The law also requires that cultivation, processing and distribution of the final product take place at the same locations and allows for one dispensary in each of five different regions of the state. Growers are limited to nurseries that have been doing business in Florida for at least 30 years and are producing at least 400,000 plants. Currently, 41 nurseries meet that criteria, according to the Florida Department of Agriculture and Consumer Services.
The draft rule, generally considered a starting point, outlines how the state intends to implement a new law:
- If there is more than one applicant within a region, “a public lottery will be held to determine the order in which applications are considered” The first complete application that meets all of the eligibility requirements would be the winner.
- The chosen dispensary would have 30 days to pay $150,000 for a license and post a $5 million performance bond. If the applicant fails to meet the financial obligations, the department would start the selection process over again.
- Applicants would have 10 days to apply once the rule goes into effect.
- Dispensaries would have to be open a minimum of 30 hours per week and operate between 7 a.m. and 10 p.m. Sales of any edible products like cookies or candy is prohibited.
- Applicants would also have to provide documentation that they have the ability to obtain the premises, resources and personnel necessary to operate as a dispensing organization, including maps showing the location of facilities; site plans drawn to scale of the cultivation, processing and dispensing areas; and photographs showing the parking lot and entryways into the building.

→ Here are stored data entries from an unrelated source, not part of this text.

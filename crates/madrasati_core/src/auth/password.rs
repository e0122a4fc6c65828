//! Salted password hashes for portal accounts.
//!
//! # Invariants
//! - Plain secrets are never stored or logged; only `PasswordHash` is persisted.
//! - Verification compares digests in constant time.
//! - Persisted form is `sha256$<rounds>$<salt hex>$<digest hex>`.

use serde::{Deserialize, Serialize};
use sha2::{Digest, Sha256};
use std::fmt::{Debug, Formatter};
use subtle::ConstantTimeEq;
use uuid::Uuid;

const SCHEME: &str = "sha256";
const DEFAULT_ROUNDS: u32 = 4096;
/// Upper bound accepted from a persisted hash; larger values are corrupt.
const MAX_ROUNDS: u32 = 1 << 20;
const SALT_LEN: usize = 16;
const DIGEST_LEN: usize = 32;

/// Salted, iterated SHA-256 digest of an account secret.
#[derive(Clone, PartialEq, Eq, Serialize, Deserialize)]
#[serde(try_from = "String", into = "String")]
pub struct PasswordHash {
    rounds: u32,
    salt: [u8; SALT_LEN],
    digest: [u8; DIGEST_LEN],
}

impl PasswordHash {
    /// Hashes `secret` with a fresh random salt.
    pub fn new(secret: &str) -> Self {
        Self::with_salt(*Uuid::new_v4().as_bytes(), secret)
    }

    /// Hashes `secret` with a caller-provided salt.
    pub fn with_salt(salt: [u8; SALT_LEN], secret: &str) -> Self {
        Self {
            rounds: DEFAULT_ROUNDS,
            salt,
            digest: derive(&salt, DEFAULT_ROUNDS, secret),
        }
    }

    /// Returns whether `secret` matches this hash.
    pub fn verify(&self, secret: &str) -> bool {
        let candidate = derive(&self.salt, self.rounds, secret);
        bool::from(candidate[..].ct_eq(&self.digest[..]))
    }

    fn encode(&self) -> String {
        format!(
            "{SCHEME}${}${}${}",
            self.rounds,
            to_hex(&self.salt),
            to_hex(&self.digest)
        )
    }

    fn decode(value: &str) -> Result<Self, String> {
        let mut parts = value.split('$');
        let (Some(scheme), Some(rounds), Some(salt), Some(digest), None) = (
            parts.next(),
            parts.next(),
            parts.next(),
            parts.next(),
            parts.next(),
        ) else {
            return Err("malformed password hash".to_string());
        };
        if scheme != SCHEME {
            return Err(format!("unsupported password hash scheme `{scheme}`"));
        }
        let rounds = rounds
            .parse::<u32>()
            .ok()
            .filter(|rounds| (1..=MAX_ROUNDS).contains(rounds))
            .ok_or_else(|| "invalid password hash rounds".to_string())?;

        Ok(Self {
            rounds,
            salt: from_hex(salt)?,
            digest: from_hex(digest)?,
        })
    }
}

impl Debug for PasswordHash {
    fn fmt(&self, f: &mut Formatter<'_>) -> std::fmt::Result {
        f.write_str("PasswordHash(<redacted>)")
    }
}

impl TryFrom<String> for PasswordHash {
    type Error = String;

    fn try_from(value: String) -> Result<Self, Self::Error> {
        Self::decode(&value)
    }
}

impl From<PasswordHash> for String {
    fn from(value: PasswordHash) -> Self {
        value.encode()
    }
}

fn derive(salt: &[u8], rounds: u32, secret: &str) -> [u8; DIGEST_LEN] {
    let mut state = [0u8; DIGEST_LEN];
    let mut hasher = Sha256::new();
    hasher.update(salt);
    hasher.update(secret.as_bytes());
    state.copy_from_slice(&hasher.finalize());

    for _ in 1..rounds {
        let mut hasher = Sha256::new();
        hasher.update(salt);
        hasher.update(state);
        state.copy_from_slice(&hasher.finalize());
    }
    state
}

fn to_hex(bytes: &[u8]) -> String {
    bytes.iter().map(|byte| format!("{byte:02x}")).collect()
}

fn from_hex<const N: usize>(value: &str) -> Result<[u8; N], String> {
    if value.len() != N * 2 || !value.is_ascii() {
        return Err(format!("expected {} hex characters", N * 2));
    }
    let mut out = [0u8; N];
    for (index, slot) in out.iter_mut().enumerate() {
        let pair = &value[index * 2..index * 2 + 2];
        *slot = u8::from_str_radix(pair, 16).map_err(|_| format!("invalid hex pair `{pair}`"))?;
    }
    Ok(out)
}

#[cfg(test)]
mod tests {
    use super::PasswordHash;

    #[test]
    fn verify_accepts_only_the_hashed_secret() {
        let hash = PasswordHash::new("s3cret");
        assert!(hash.verify("s3cret"));
        assert!(!hash.verify("S3cret"));
        assert!(!hash.verify(""));
    }

    #[test]
    fn fresh_salts_produce_distinct_hashes() {
        let first = PasswordHash::new("123");
        let second = PasswordHash::new("123");
        assert_ne!(String::from(first), String::from(second));
    }

    #[test]
    fn persisted_form_parses_back() {
        let hash = PasswordHash::with_salt([7u8; 16], "123");
        let encoded = String::from(hash.clone());
        assert!(encoded.starts_with("sha256$4096$"));

        let decoded = PasswordHash::try_from(encoded).unwrap();
        assert_eq!(decoded, hash);
        assert!(decoded.verify("123"));
    }

    #[test]
    fn excessive_round_counts_are_rejected() {
        let salt = "0".repeat(32);
        let digest = "0".repeat(64);
        for rounds in [0, u32::MAX, super::MAX_ROUNDS + 1] {
            let encoded = format!("sha256${rounds}${salt}${digest}");
            assert!(PasswordHash::try_from(encoded).is_err(), "rounds {rounds}");
        }
        let at_cap = format!("sha256${}${salt}${digest}", super::MAX_ROUNDS);
        assert!(PasswordHash::try_from(at_cap).is_ok());
    }

    #[test]
    fn malformed_hash_is_rejected() {
        assert!(PasswordHash::try_from("123".to_string()).is_err());
        assert!(PasswordHash::try_from("md5$1$00$00".to_string()).is_err());
    }

    #[test]
    fn debug_output_is_redacted() {
        let hash = PasswordHash::new("123");
        assert_eq!(format!("{hash:?}"), "PasswordHash(<redacted>)");
    }
}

- Applicants would be required to include a list of staff members, who must all be over the age of 21, and prove that they have passed background screenings. The application must also include proof that individuals who are owners have passed background screenings.
- The department could refuse to renew a license if a dispensary is within 500 feet of a school that existed before the organization submitted its initial application. Applications could also be revoked if a dispensing organization does not begin cultivation within 60 days of approval or does not begin dispensing within 120 days. The products would have to be tested to verify the THC-CBD content and for the presence of chemical additives.
- Any sample that has more than .8 percent THC or less than 10 percent CBD would have to be reported immediately to law enforcement officials. The entire batch would have to be destroyed.
- Dispensaries would have to document each day’s beginning inventory, seeds and cuttings, harvest, processed products, sales, disbursements, disposal of unusable plants or products and ending inventory. Growers would also have to keep track of the cannabis harvests, including the harvest number; whether the harvest originated from seeds or cuttings; the origin and strain of seeds or cuttings; the number of seeds or cuttings; the date the seeds or cuttings were planted; lists of all chemical additives; the number of plants grown to maturity; the date of harvest; final harvest yield weight; disposal of plants or plant parts not used for production; and the reason and methods of disposal, including the name of the agent responsible for the disposal.
- All of the cultivation, processing, “any other activity involving low-THC cannabis” must take place “in an enclosed and locked facility.”